There were quite a variance in the topics presented (though they had the commonality of semantics). There was research regarding Wikipedia/Wikidata/DBpedia, Cultural Heritage, Building/Transport data, Query Processing - though there were almost no papers which were based on core ML or NLP tasks which was a good sign of the focus moving back to semantics.

In terms of papers, the conference had 20 full and 8 short papers with an acceptance rate of 27% and 31 posters with an acceptance rate of 66%. Awards were given to RSP-QL* - Statement level annotations in RDF streams for Best Paper, Transfer Learning for Biomedical NER with BioBERT for Best Poster/Demo.

Harshvardhan Pandit @coolharsh55 from @tcddublin @AdaptCentre presents how to provide #semantic annotations to #GDPR consent forms online and enable semi-automatic compliance to the regulation. #semanticsconf https://t.co/hvOR8xR1hY pic.twitter.com/llsjqc6qIJ
— Bianca Pereira (@bianca_oli_per) September 10, 2019

I presented a paper titled "Test-driven approach towards GDPR compliance" in the LegalTech track based on PhD work in the validation and linking of GDPR compliance using sem-web (paper and resources: https://w3id.org/GDPRep/semantic-tests) as well as a poster titled "OPN: Open Notice Network" based on work done on incorporating semantics to create an open notice for transparency with Mark Lizar (industry partner). Additionally, a poster advertising the Data Privacy Vocabulary was also on display at the conference, which was attended by DPVCG members Sabrina, Fajar, and Javier. Some interesting networking opportunities took place based on my PhD work (with Sabrina of SPECIAL for GDPR compliance, and Heiko Paulheim of Uni. Mannheim and Jan of SAP regarding domain specific ontology matching), as well as that of the DPVCG (Maria Pieper from FZI who also works in LegalTech).

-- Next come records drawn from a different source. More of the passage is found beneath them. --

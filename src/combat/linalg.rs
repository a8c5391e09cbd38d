//! Least-squares solve for the ComBat regression.
//!
//! Matrices live in `ndarray`; the normal equations are solved with
//! `nalgebra`'s Cholesky decomposition.

use crate::combat::error::ComBatError;
use nalgebra::DMatrix;
use ndarray::{Array2, ArrayView2};
use tracing::warn;

const RIDGE: f64 = 1e-8;

fn to_dmatrix(a: &ArrayView2<f64>) -> DMatrix<f64> {
    let (rows, cols) = a.dim();
    DMatrix::from_fn(rows, cols, |i, j| a[[i, j]])
}

fn to_array2(m: &DMatrix<f64>) -> Array2<f64> {
    Array2::from_shape_fn((m.nrows(), m.ncols()), |(i, j)| m[(i, j)])
}

/// Solve `min ||X B - Y||` for `B` via `(XᵀX) B = XᵀY`.
///
/// `x` is `n × p`, `y` is `n × k`; returns `p × k`. A singular `XᵀX`
/// (collinear covariates) gets a small ridge before giving up.
pub fn least_squares(x: &ArrayView2<f64>, y: &ArrayView2<f64>) -> Result<Array2<f64>, ComBatError> {
    if x.nrows() != y.nrows() {
        return Err(ComBatError::InvalidShape {
            expected: format!("{} rows", x.nrows()),
            got: format!("{} rows", y.nrows()),
        });
    }

    let xm = to_dmatrix(x);
    let ym = to_dmatrix(y);
    let xtx = xm.transpose() * &xm;
    let xty = xm.transpose() * &ym;
    let p = xtx.nrows();

    let solution = match xtx.clone().cholesky() {
        Some(chol) => chol.solve(&xty),
        None => {
            let scale = (xtx.trace() / p.max(1) as f64).max(1.0);
            warn!(p, "design matrix is rank deficient, adding ridge");
            let ridged = &xtx + DMatrix::identity(p, p) * (RIDGE * scale);
            ridged
                .cholesky()
                .ok_or_else(|| {
                    ComBatError::Numerical("design matrix is singular".to_string())
                })?
                .solve(&xty)
        }
    };

    if solution.iter().any(|v| !v.is_finite()) {
        return Err(ComBatError::Numerical(
            "least-squares solution is not finite".to_string(),
        ));
    }

    Ok(to_array2(&solution))
}
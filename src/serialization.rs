//! Serialization of fitted harmonization parameters.
//!
//! Fitted ComBat estimates are plain numerical data (`Vec<f64>`, level
//! lists, shapes) and are written with `bincode`. Anything that is
//! `Serialize + Deserialize` gets the byte-level round trip for free.

use std::error::Error;

/// A trait for parameter representations that can be serialized to and from bytes.
///
/// Implementors should contain only plain data, never borrowed views into
/// caller-owned matrices.
pub trait SerializableParams: Sized {
    /// The error type returned during (de)serialization.
    type Error: Error + Send + Sync + 'static;

    /// Serialize the parameters into a byte buffer.
    fn to_bytes(&self) -> Result<Vec<u8>, Self::Error>;

    /// Deserialize the parameters from a byte buffer.
    fn from_bytes(bytes: &[u8]) -> Result<Self, Self::Error>;
}

impl<T> SerializableParams for T
where
    T: serde::Serialize + for<'de> serde::Deserialize<'de>,
{
    type Error = bincode::Error;

    fn to_bytes(&self) -> Result<Vec<u8>, Self::Error> {
        bincode::serialize(self)
    }

    fn from_bytes(bytes: &[u8]) -> Result<Self, Self::Error> {
        bincode::deserialize(bytes)
    }
}
//! Per-group harmonization of feature columns.
//!
//! Each configured group selects a subset of columns of the feature matrix
//! and is harmonized independently with its own covariate lists. Outputs
//! are concatenated in group order, so the output column order follows the
//! configuration rather than the input.

use crate::combat::{self, ComBatOptions};
use crate::harmonization::config::FeatureGroup;
use crate::harmonization::covariates::CovariateTable;
use crate::harmonization::error::HarmonizationError;
use crate::harmonization::store::{ParameterStore, StoreKey};
use ndarray::{concatenate, Array2, ArrayView2, Axis};
use tracing::debug;

pub(crate) struct FeatureGroupHarmonizer<'a> {
    pub groups: &'a [FeatureGroup],
    pub batch_column: &'a str,
    pub ref_batch: Option<&'a str>,
    pub options: &'a ComBatOptions,
}

/// Copy the group's columns out as `features × samples`.
fn group_columns(x: &Array2<f64>, group: &FeatureGroup) -> Array2<f64> {
    x.select(Axis(1), &group.columns).reversed_axes()
}

impl<'a> FeatureGroupHarmonizer<'a> {
    /// Estimate every group and store its parameters under its name.
    pub fn estimate(
        &self,
        x: &Array2<f64>,
        covariates: &CovariateTable,
        store: &mut ParameterStore,
    ) -> Result<(), HarmonizationError> {
        for group in self.groups {
            debug!(group = %group.name, n_columns = group.columns.len(), "estimating feature group");
            let dat = group_columns(x, group);
            let estimation = combat::estimate(
                &dat.view(),
                covariates,
                self.batch_column,
                &group.categorical,
                &group.continuous,
                self.ref_batch,
                self.options,
            )?;
            store.insert(StoreKey::group(&group.name), estimation.estimates);
        }
        Ok(())
    }

    /// Harmonize every group with stored parameters and concatenate.
    pub fn apply(
        &self,
        x: &Array2<f64>,
        covariates: &CovariateTable,
        store: &ParameterStore,
    ) -> Result<Array2<f64>, HarmonizationError> {
        let mut blocks = Vec::with_capacity(self.groups.len());
        for group in self.groups {
            let estimates = store.get(&StoreKey::group(&group.name))?;
            debug!(group = %group.name, "applying feature group");
            let dat = group_columns(x, group);
            let harmonized = combat::apply(
                &dat.view(),
                covariates,
                self.batch_column,
                &group.categorical,
                &group.continuous,
                estimates,
            )?;
            blocks.push(harmonized.reversed_axes());
        }

        if blocks.is_empty() {
            return Ok(Array2::zeros((x.nrows(), 0)));
        }
        let views: Vec<ArrayView2<f64>> = blocks.iter().map(|b| b.view()).collect();
        concatenate(Axis(1), &views).map_err(|e| HarmonizationError::InvalidInput(e.to_string()))
    }
}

@coolharsh55 presenting his work on GDPR compliance @SemanticsConf #gdpr #legaltech #compliance pic.twitter.com/4sF8SKMjlg
— Sabrina Kirrane (@SabrinaKirrane) September 11, 2019

I also had the opportunity to chair Session 4.4 on Knowledge Graphs on the 11th. There were two talks on the day. The first was an industry talk by i-views on the use of KG for exploration of experience in projects. The second was from the research team at Uni. Bonn, which was presented by Shimaa Ibrahim, and featured their work on Multi-lingual ontology enrichment. For me, the multi-lingual talk was of particular interest based on past experience with trying to generate multi-lingual thesauri of GDPR concept, and the eventual frustration of not being able to use existing techniques due to their ineffectiveness in domain specific ontologies.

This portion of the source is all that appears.